Exit polls for Proposition 8 showed a majority (52%) voted against the proposition. Younger people were more likely to be against the proposition than the elderly; college-educated people were also more likely to be against it; and people without a college education were more likely to be in favor.
More importantly, a sample size of 2,300 for the exit polls reduced the survey error down below +/- 2%, suggesting a clear likelihood of defeat for Proposition 8.
As the polls closed and the count started to come in, the actual data was completely different. The exact opposite, in fact. When the votes had all been counted, 53% of the population had endorsed Proposition 8—well outside the sampling error of the exit polls.
Clearly something was going on with the survey.
There are a number of different phenomena that may have contributed to this strange result:
- The exit polls may not have been representative of the overall population of California.
- Some people may have reported a vote that was different from the one they actually placed.
While the first case is possible, and we can’t exclude it from our consideration, the second case is also possible—and is much more interesting. When confronted by a survey question that touches on topics of some sensitivity or areas of social taboo, people are more likely to choose the response that represents—in their own minds—the answer the interviewer wants to hear. Examples of such topics might include sexual practices, drug taking, needle sharing, and criminal behavior. In surveys—particularly face-to-face surveys—the prominence of an undesirable activity or behavior tends to be under-reported, unless survey designers and interviewers take great care to ensure that doesn’t happen.

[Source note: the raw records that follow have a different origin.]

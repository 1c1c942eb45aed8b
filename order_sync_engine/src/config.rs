//! Engine configuration, sourced from the environment with logged fallbacks.

use std::{env, path::PathBuf};

use gss_common::parse_boolean_flag;
use log::*;

pub const DEFAULT_CACHE_PATH: &str = "./data/orders.json";
pub const DEFAULT_EVENT_BUFFER_SIZE: usize = 25;

#[derive(Debug, Clone)]
pub struct SyncConfig {
    /// Where the file-backed cache lives. Ignored when `in_memory` is set.
    pub cache_path: PathBuf,
    /// Buffer size for each event relay channel.
    pub event_buffer_size: usize,
    /// Run with a purely in-memory cache. Useful for tests and ephemeral sessions.
    pub in_memory: bool,
}

impl Default for SyncConfig {
    fn default() -> Self {
        Self {
            cache_path: PathBuf::from(DEFAULT_CACHE_PATH),
            event_buffer_size: DEFAULT_EVENT_BUFFER_SIZE,
            in_memory: false,
        }
    }
}

impl SyncConfig {
    /// Build a configuration from the environment:
    ///
    /// - `OSE_CACHE_PATH`: path to the cache file. Default: `./data/orders.json`.
    /// - `OSE_EVENT_BUFFER_SIZE`: relay channel capacity. Default: 25.
    /// - `OSE_IN_MEMORY`: any of 1/true/y/yes to skip the file cache entirely. Default: false.
    pub fn from_env_or_default() -> Self {
        let cache_path = env::var("OSE_CACHE_PATH").map(PathBuf::from).unwrap_or_else(|_| {
            info!("🪛️ OSE_CACHE_PATH is not set. Using the default, {DEFAULT_CACHE_PATH}");
            PathBuf::from(DEFAULT_CACHE_PATH)
        });
        let event_buffer_size = env::var("OSE_EVENT_BUFFER_SIZE")
            .map(|s| {
                s.parse::<usize>().unwrap_or_else(|e| {
                    error!("🪛️ {s} is not a valid value for OSE_EVENT_BUFFER_SIZE: {e}. Using the default instead.");
                    DEFAULT_EVENT_BUFFER_SIZE
                })
            })
            .unwrap_or(DEFAULT_EVENT_BUFFER_SIZE);
        let in_memory = parse_boolean_flag(env::var("OSE_IN_MEMORY").ok(), false);
        Self { cache_path, event_buffer_size, in_memory }
    }

    pub fn with_in_memory_cache(mut self) -> Self {
        self.in_memory = true;
        self
    }
}

#[cfg(test)]
mod test {
    use super::*;

    #[test]
    fn defaults() {
        let config = SyncConfig::default();
        assert_eq!(config.cache_path, PathBuf::from("./data/orders.json"));
        assert_eq!(config.event_buffer_size, 25);
        assert!(!config.in_memory);
    }

    #[test]
    fn env_overrides() {
        // Set-and-unset in one test to avoid cross-test env races.
        env::set_var("OSE_CACHE_PATH", "/tmp/orders-test.json");
        env::set_var("OSE_EVENT_BUFFER_SIZE", "not-a-number");
        env::set_var("OSE_IN_MEMORY", "yes");
        let config = SyncConfig::from_env_or_default();
        env::remove_var("OSE_CACHE_PATH");
        env::remove_var("OSE_EVENT_BUFFER_SIZE");
        env::remove_var("OSE_IN_MEMORY");
        assert_eq!(config.cache_path, PathBuf::from("/tmp/orders-test.json"));
        assert_eq!(config.event_buffer_size, DEFAULT_EVENT_BUFFER_SIZE);
        assert!(config.in_memory);
    }
}
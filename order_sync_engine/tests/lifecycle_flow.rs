//! End-to-end order lifecycle: checkout, payment declaration, confirmation, shipment, delivery.

use std::sync::{Arc, Mutex};

use gss_common::Money;
use order_sync_engine::{
    cache::FileStore,
    events::{EventHooks, NotificationCategory},
    manager::ManagerState,
    order_types::{ClientStatus, DraftOrder, LineItem, RemoteOrderRecord},
    test_utils::{init_test_logging, owner, MemoryRemote},
    workflow::{StepStatus, STEP_DELIVERED, STEP_PAYMENT_PENDING, STEP_PREPARATION},
    UnifiedOrderManager,
};

async fn settle() {
    tokio::time::sleep(tokio::time::Duration::from_millis(100)).await;
}

#[tokio::test]
async fn order_lifecycle_from_checkout_to_delivery() {
    init_test_logging();
    let remote = MemoryRemote::new();
    let seen: Arc<Mutex<Vec<NotificationCategory>>> = Arc::default();
    let mut hooks = EventHooks::default();
    let sink = Arc::clone(&seen);
    hooks.on_notification(move |event| {
        let sink = Arc::clone(&sink);
        Box::pin(async move {
            sink.lock().unwrap().push(event.0.category);
        })
    });
    let manager = UnifiedOrderManager::with_hooks(
        owner(),
        remote.clone(),
        Arc::new(FileStore::in_memory()),
        25,
        hooks,
    );

    assert!(manager.initialize().await);
    assert_eq!(manager.state(), ManagerState::Active);

    // Checkout: 49.99, two items. Cached immediately, pushed to the remote store in the background.
    let draft = DraftOrder::new(vec![
        LineItem::new("p-1", "Scented candle", Money::from_cents(2999), 1),
        LineItem::new("p-2", "Gift wrap", Money::from_cents(2000), 1),
    ]);
    let order = manager.create_order(draft).unwrap();
    assert_eq!(order.total, Money::from_cents(4999));
    assert_eq!(order.client_status(), ClientStatus::Pending);
    settle().await;
    assert!(remote.rows().iter().any(|r| r.id.as_deref() == Some(order.id.as_str())));

    // The customer declares a bank transfer; the remote service pushes the update.
    let mut record = RemoteOrderRecord::from(&order);
    record.lifecycle_status = Some("declared".to_string());
    remote.push_update(record.clone()).await;
    settle().await;

    let cached = &manager.get_orders()[0];
    assert_eq!(cached.client_status(), ClientStatus::Preparing);
    let workflow = manager.workflow_for(&order.id).unwrap();
    assert_eq!(workflow.step(STEP_PAYMENT_PENDING).unwrap().status, StepStatus::InProgress);

    // An admin confirms the payment.
    record.lifecycle_status = Some("confirmed".to_string());
    remote.push_update(record.clone()).await;
    settle().await;

    let cached = &manager.get_orders()[0];
    assert_eq!(cached.client_status(), ClientStatus::Delivered);
    let workflow = manager.workflow_for(&order.id).unwrap();
    assert_eq!(workflow.step(STEP_PREPARATION).unwrap().status, StepStatus::InProgress);

    // A tracking reference appears; shipment and delivery close out the timeline.
    record.tracking_reference = Some("TRK-12345".to_string());
    remote.push_update(record.clone()).await;
    settle().await;

    let workflow = manager.workflow_for(&order.id).unwrap();
    assert_eq!(workflow.step(STEP_DELIVERED).unwrap().status, StepStatus::Completed);
    assert!(workflow.is_completed());

    let categories: Vec<NotificationCategory> =
        manager.notifications().iter().map(|n| n.category).collect();
    assert_eq!(categories, vec![
        NotificationCategory::NewOrder,
        NotificationCategory::Info,
        NotificationCategory::PaymentConfirmed,
        NotificationCategory::OrderShipped,
        NotificationCategory::OrderDelivered,
    ]);
    assert_eq!(manager.unread_notification_count(), 5);
    let first = manager.notifications()[0].id.clone();
    assert!(manager.mark_notification_read(&first));
    assert_eq!(manager.unread_notification_count(), 4);
    // The registered hook saw every notification too.
    assert_eq!(seen.lock().unwrap().len(), 5);

    // After cleanup, further pushes land nowhere.
    manager.cleanup().await;
    record.lifecycle_status = Some("rejected".to_string());
    remote.push_update(record).await;
    settle().await;
    assert_eq!(manager.get_orders()[0].client_status(), ClientStatus::Delivered);
    assert_eq!(manager.state(), ManagerState::Stopped);
}

#[tokio::test]
async fn duplicate_push_events_notify_once() {
    init_test_logging();
    let remote = MemoryRemote::new();
    let manager =
        UnifiedOrderManager::with_hooks(owner(), remote.clone(), Arc::new(FileStore::in_memory()), 25, EventHooks::default());
    manager.initialize().await;

    let order = manager
        .create_order(DraftOrder::new(vec![LineItem::new("p-1", "Mug", Money::from_cents(1250), 1)]))
        .unwrap();
    settle().await;

    let mut record = RemoteOrderRecord::from(&order);
    record.lifecycle_status = Some("declared".to_string());
    // The backend hiccups and delivers the same event twice, then a full sync re-reads the same state.
    remote.push_update(record.clone()).await;
    remote.push_update(record).await;
    settle().await;
    assert!(manager.full_sync().await);

    let categories: Vec<NotificationCategory> =
        manager.notifications().iter().map(|n| n.category).collect();
    assert_eq!(categories, vec![NotificationCategory::NewOrder, NotificationCategory::Info]);

    manager.cleanup().await;
}
use std::{fmt::Display, str::FromStr};

use chrono::{DateTime, Utc};
use gss_common::Money;
use log::*;
use serde::{Deserialize, Serialize};
use thiserror::Error;

use crate::status::map_status;

//--------------------------------------      OwnerId       ----------------------------------------------------------
/// The identity of the user that owns a set of orders.
///
/// The `key` is the stable identifier assigned by the identity provider and is the primary lookup key against the
/// remote order service. The `email` doubles as the alternate lookup key when the primary query is refused.
#[derive(Debug, Clone, PartialEq, Eq, Hash, Serialize, Deserialize)]
pub struct OwnerId {
    pub key: String,
    pub email: String,
}

impl OwnerId {
    pub fn new<S1: Into<String>, S2: Into<String>>(key: S1, email: S2) -> Self {
        Self { key: key.into(), email: email.into() }
    }
}

impl Display for OwnerId {
    fn fmt(&self, f: &mut std::fmt::Formatter<'_>) -> std::fmt::Result {
        write!(f, "{} <{}>", self.key, self.email)
    }
}

//--------------------------------------      OrderId       ----------------------------------------------------------
#[derive(Debug, Clone, PartialEq, Eq, Hash, Serialize, Deserialize)]
pub struct OrderId(pub String);

impl FromStr for OrderId {
    type Err = ();

    fn from_str(s: &str) -> Result<Self, Self::Err> {
        Ok(Self(s.to_string()))
    }
}

impl From<String> for OrderId {
    fn from(s: String) -> Self {
        Self(s)
    }
}

impl From<&str> for OrderId {
    fn from(s: &str) -> Self {
        Self(s.to_string())
    }
}

impl Display for OrderId {
    fn fmt(&self, f: &mut std::fmt::Formatter<'_>) -> std::fmt::Result {
        write!(f, "#{}", self.0)
    }
}

impl OrderId {
    pub fn as_str(&self) -> &str {
        &self.0
    }
}

//--------------------------------------  LifecycleStatus   ----------------------------------------------------------
/// The remote order service's fine-grained payment lifecycle. Only the remote service advances this status.
#[derive(Debug, Clone, Copy, Default, PartialEq, Eq, Hash, Serialize, Deserialize)]
#[serde(rename_all = "lowercase")]
pub enum LifecycleStatus {
    /// The order exists but no payment has been declared yet.
    #[default]
    Pending,
    /// The customer has declared a bank transfer; an admin still has to validate it.
    Declared,
    /// The payment is being processed by the admin console.
    Processing,
    /// The payment was approved and the order is complete from the payment side.
    Confirmed,
    /// The payment was rejected by an admin.
    Rejected,
}

impl Display for LifecycleStatus {
    fn fmt(&self, f: &mut std::fmt::Formatter<'_>) -> std::fmt::Result {
        match self {
            LifecycleStatus::Pending => write!(f, "pending"),
            LifecycleStatus::Declared => write!(f, "declared"),
            LifecycleStatus::Processing => write!(f, "processing"),
            LifecycleStatus::Confirmed => write!(f, "confirmed"),
            LifecycleStatus::Rejected => write!(f, "rejected"),
        }
    }
}

#[derive(Debug, Clone, Error)]
#[error("Invalid lifecycle status: {0}")]
pub struct StatusConversionError(String);

impl FromStr for LifecycleStatus {
    type Err = StatusConversionError;

    fn from_str(s: &str) -> Result<Self, Self::Err> {
        match s {
            "pending" => Ok(Self::Pending),
            "declared" => Ok(Self::Declared),
            "processing" => Ok(Self::Processing),
            "confirmed" => Ok(Self::Confirmed),
            "rejected" => Ok(Self::Rejected),
            s => Err(StatusConversionError(s.to_string())),
        }
    }
}

impl From<String> for LifecycleStatus {
    fn from(value: String) -> Self {
        value.parse().unwrap_or_else(|_| {
            warn!("Unknown lifecycle status '{value}' received from the remote service. Treating it as pending.");
            LifecycleStatus::Pending
        })
    }
}

//--------------------------------------    ClientStatus    ----------------------------------------------------------
/// The coarse, UI-facing order status. Always derived from [`LifecycleStatus`] via [`map_status`]; it is never
/// stored, so the two vocabularies cannot drift apart.
#[derive(Debug, Clone, Copy, PartialEq, Eq, Hash, Serialize, Deserialize)]
pub enum ClientStatus {
    Pending,
    Preparing,
    Processing,
    Delivered,
    Rejected,
}

impl Display for ClientStatus {
    fn fmt(&self, f: &mut std::fmt::Formatter<'_>) -> std::fmt::Result {
        match self {
            ClientStatus::Pending => write!(f, "Pending"),
            ClientStatus::Preparing => write!(f, "Preparing"),
            ClientStatus::Processing => write!(f, "Processing"),
            ClientStatus::Delivered => write!(f, "Delivered"),
            ClientStatus::Rejected => write!(f, "Rejected"),
        }
    }
}

//--------------------------------------      LineItem      ----------------------------------------------------------
#[derive(Debug, Clone, PartialEq, Eq, Serialize, Deserialize)]
pub struct LineItem {
    pub product_id: String,
    pub name: String,
    pub unit_price: Money,
    pub quantity: u32,
    pub image_ref: Option<String>,
}

impl LineItem {
    pub fn new<S1: Into<String>, S2: Into<String>>(product_id: S1, name: S2, unit_price: Money, quantity: u32) -> Self {
        Self { product_id: product_id.into(), name: name.into(), unit_price, quantity, image_ref: None }
    }

    pub fn with_image_ref<S: Into<String>>(mut self, image_ref: S) -> Self {
        self.image_ref = Some(image_ref.into());
        self
    }

    pub fn subtotal(&self) -> Money {
        self.unit_price * i64::from(self.quantity)
    }
}

//--------------------------------------  ShippingAddress   ----------------------------------------------------------
/// A structured postal/contact record. An order may be created before the address is complete, so every field is
/// optional and updates merge field-by-field rather than replacing the whole record.
#[derive(Debug, Clone, Default, PartialEq, Eq, Serialize, Deserialize)]
pub struct ShippingAddress {
    pub recipient: Option<String>,
    pub phone: Option<String>,
    pub line1: Option<String>,
    pub line2: Option<String>,
    pub city: Option<String>,
    pub region: Option<String>,
    pub postal_code: Option<String>,
    pub country: Option<String>,
}

impl ShippingAddress {
    /// Merge `newer` over this address. Fields known in `newer` win; fields absent in `newer` keep their current
    /// value. A partial update can therefore never null out a field that was already known.
    pub fn merged_with(&self, newer: &ShippingAddress) -> ShippingAddress {
        ShippingAddress {
            recipient: newer.recipient.clone().or_else(|| self.recipient.clone()),
            phone: newer.phone.clone().or_else(|| self.phone.clone()),
            line1: newer.line1.clone().or_else(|| self.line1.clone()),
            line2: newer.line2.clone().or_else(|| self.line2.clone()),
            city: newer.city.clone().or_else(|| self.city.clone()),
            region: newer.region.clone().or_else(|| self.region.clone()),
            postal_code: newer.postal_code.clone().or_else(|| self.postal_code.clone()),
            country: newer.country.clone().or_else(|| self.country.clone()),
        }
    }

    pub fn is_empty(&self) -> bool {
        self.recipient.is_none()
            && self.phone.is_none()
            && self.line1.is_none()
            && self.line2.is_none()
            && self.city.is_none()
            && self.region.is_none()
            && self.postal_code.is_none()
            && self.country.is_none()
    }
}

//--------------------------------------       Order        ----------------------------------------------------------
/// One purchase transaction, as held in the local cache.
#[derive(Debug, Clone, PartialEq, Serialize, Deserialize)]
pub struct Order {
    pub id: OrderId,
    pub owner: OwnerId,
    pub created_at: DateTime<Utc>,
    pub updated_at: DateTime<Utc>,
    pub total: Money,
    pub item_count: u32,
    pub line_items: Vec<LineItem>,
    pub shipping_address: Option<ShippingAddress>,
    pub lifecycle_status: LifecycleStatus,
    pub tracking_reference: Option<String>,
}

impl Order {
    /// The UI-facing status. Derived on every read; there is deliberately no field to set.
    pub fn client_status(&self) -> ClientStatus {
        map_status(Some(self.lifecycle_status))
    }

    /// Apply a partial shipping address update, merging over any fields already known.
    pub fn merge_shipping_address(&mut self, update: &ShippingAddress) {
        self.shipping_address = Some(match &self.shipping_address {
            Some(current) => current.merged_with(update),
            None => update.clone(),
        });
    }
}

//--------------------------------------     DraftOrder     ----------------------------------------------------------
/// The checkout payload from which a new [`Order`] is created. The total and item count are derived from the line
/// items, so a draft cannot disagree with its own contents.
#[derive(Debug, Clone)]
pub struct DraftOrder {
    pub line_items: Vec<LineItem>,
    pub shipping_address: Option<ShippingAddress>,
}

impl DraftOrder {
    pub fn new(line_items: Vec<LineItem>) -> Self {
        Self { line_items, shipping_address: None }
    }

    pub fn with_shipping_address(mut self, address: ShippingAddress) -> Self {
        self.shipping_address = Some(address);
        self
    }

    pub fn total(&self) -> Money {
        self.line_items.iter().map(LineItem::subtotal).sum()
    }

    pub fn item_count(&self) -> u32 {
        self.line_items.iter().map(|li| li.quantity).sum()
    }
}

//--------------------------------------  RemoteOrderRecord ----------------------------------------------------------
/// The loosely-shaped order row as it arrives from the remote order service.
///
/// Everything is optional at this boundary. [`RemoteOrderRecord::validate`] is the single place where a remote row
/// is normalised into a strict [`Order`]; malformed rows are rejected there and never propagate inward.
#[derive(Debug, Clone, Default, Serialize, Deserialize)]
pub struct RemoteOrderRecord {
    pub id: Option<String>,
    pub owner_key: Option<String>,
    pub owner_email: Option<String>,
    pub total: Option<Money>,
    pub item_count: Option<u32>,
    #[serde(default)]
    pub line_items: Vec<LineItem>,
    pub shipping_address: Option<ShippingAddress>,
    pub lifecycle_status: Option<String>,
    pub tracking_reference: Option<String>,
    pub created_at: Option<DateTime<Utc>>,
    pub updated_at: Option<DateTime<Utc>>,
}

#[derive(Debug, Clone, Error)]
pub enum OrderValidationError {
    #[error("Remote order record has no id")]
    MissingId,
    #[error("Remote order record {0} has no owner key")]
    MissingOwner(OrderId),
    #[error("Remote order record {0} has a negative total: {1}")]
    NegativeTotal(OrderId, Money),
    #[error("Remote order record {0} has a zero item count and no line items")]
    EmptyOrder(OrderId),
}

impl RemoteOrderRecord {
    /// Normalise this record into a strict [`Order`].
    ///
    /// - An unknown or absent lifecycle status becomes `pending` (logged, not fatal).
    /// - A missing item count is derived from the line items.
    /// - Missing timestamps default to now; a record without them is still usable, just unordered.
    pub fn validate(&self) -> Result<Order, OrderValidationError> {
        let id = match self.id.as_deref() {
            Some(s) if !s.trim().is_empty() => OrderId::from(s),
            _ => return Err(OrderValidationError::MissingId),
        };
        let owner_key = match self.owner_key.as_deref() {
            Some(s) if !s.trim().is_empty() => s.to_string(),
            _ => return Err(OrderValidationError::MissingOwner(id)),
        };
        let total = self.total.unwrap_or_default();
        if total.is_negative() {
            return Err(OrderValidationError::NegativeTotal(id, total));
        }
        let item_count = match self.item_count {
            Some(n) if n > 0 => n,
            _ => {
                let derived: u32 = self.line_items.iter().map(|li| li.quantity).sum();
                if derived == 0 {
                    return Err(OrderValidationError::EmptyOrder(id));
                }
                derived
            },
        };
        let lifecycle_status = match self.lifecycle_status.clone() {
            Some(raw) => LifecycleStatus::from(raw),
            None => LifecycleStatus::Pending,
        };
        let created_at = self.created_at.unwrap_or_else(Utc::now);
        let updated_at = self.updated_at.unwrap_or(created_at);
        // An address with every field blank carries no information; normalise it to absent.
        let shipping_address = self.shipping_address.clone().filter(|a| !a.is_empty());
        Ok(Order {
            id,
            owner: OwnerId::new(owner_key, self.owner_email.clone().unwrap_or_default()),
            created_at,
            updated_at,
            total,
            item_count,
            line_items: self.line_items.clone(),
            shipping_address,
            lifecycle_status,
            tracking_reference: self.tracking_reference.clone(),
        })
    }
}

impl From<&Order> for RemoteOrderRecord {
    fn from(order: &Order) -> Self {
        Self {
            id: Some(order.id.0.clone()),
            owner_key: Some(order.owner.key.clone()),
            owner_email: Some(order.owner.email.clone()),
            total: Some(order.total),
            item_count: Some(order.item_count),
            line_items: order.line_items.clone(),
            shipping_address: order.shipping_address.clone(),
            lifecycle_status: Some(order.lifecycle_status.to_string()),
            tracking_reference: order.tracking_reference.clone(),
            created_at: Some(order.created_at),
            updated_at: Some(order.updated_at),
        }
    }
}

One option is to make it very clear to each respondent that accuracy is important, and there is no right answer. Another option is to let people answer a question in a manner that is more likely to remove the desire to please the interviewer—that is, either through a self-administered survey or—as in this case—using the confidential mechanism of an election.
And this, I believe, is why we witnessed such a variance between the exit poll and the actual voting. When confronted by a real person, asking how they voted, people responded by giving what was ostensibly the right answer—that they had voted No on the proposition. However, inside the polling booth, where they had privacy, they voted the way they really felt: Yes.
Usability testing doesn’t always have to be a compromise between certainty and sample size. By understanding the underlying principles at work, we can design our user research to make the most efficient use of our available time and energy and still achieve meaningful results.